Directions
Each line of the records below that includes "crate" adds one to the count; state the final count by itself.

─── Data extracts

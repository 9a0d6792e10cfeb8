// strider-core: errors, config, state layout, contact modes and capability traits.

pub mod config;
pub mod error;
pub mod modes;
pub mod precomputation;
pub mod traits;
pub mod types;

pub mod prelude {
    pub use crate::config::{AdSettings, TrackingWeights};
    pub use crate::error::{ConfigError, CostError, ErrorKind, ScheduleError, StriderError};
    pub use crate::modes::{
        ContactFlags, DEFAULT_MODE, ModeNumber, contact_flags_to_mode_number,
        mode_number_to_contact_flags, stance_leg_count,
    };
    pub use crate::precomputation::{ContactPreComputation, PreComputation, Request};
    pub use crate::traits::{ComModel, ContactFlagProvider, DesiredTrajectory, KinematicsModel};
    pub use crate::types::{
        ComKinoInput, ComKinoState, FeetArray, INPUT_DIM, JointCoordinates, NUM_CONTACT_POINTS,
        STATE_DIM,
    };
}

──────

Exercise output
6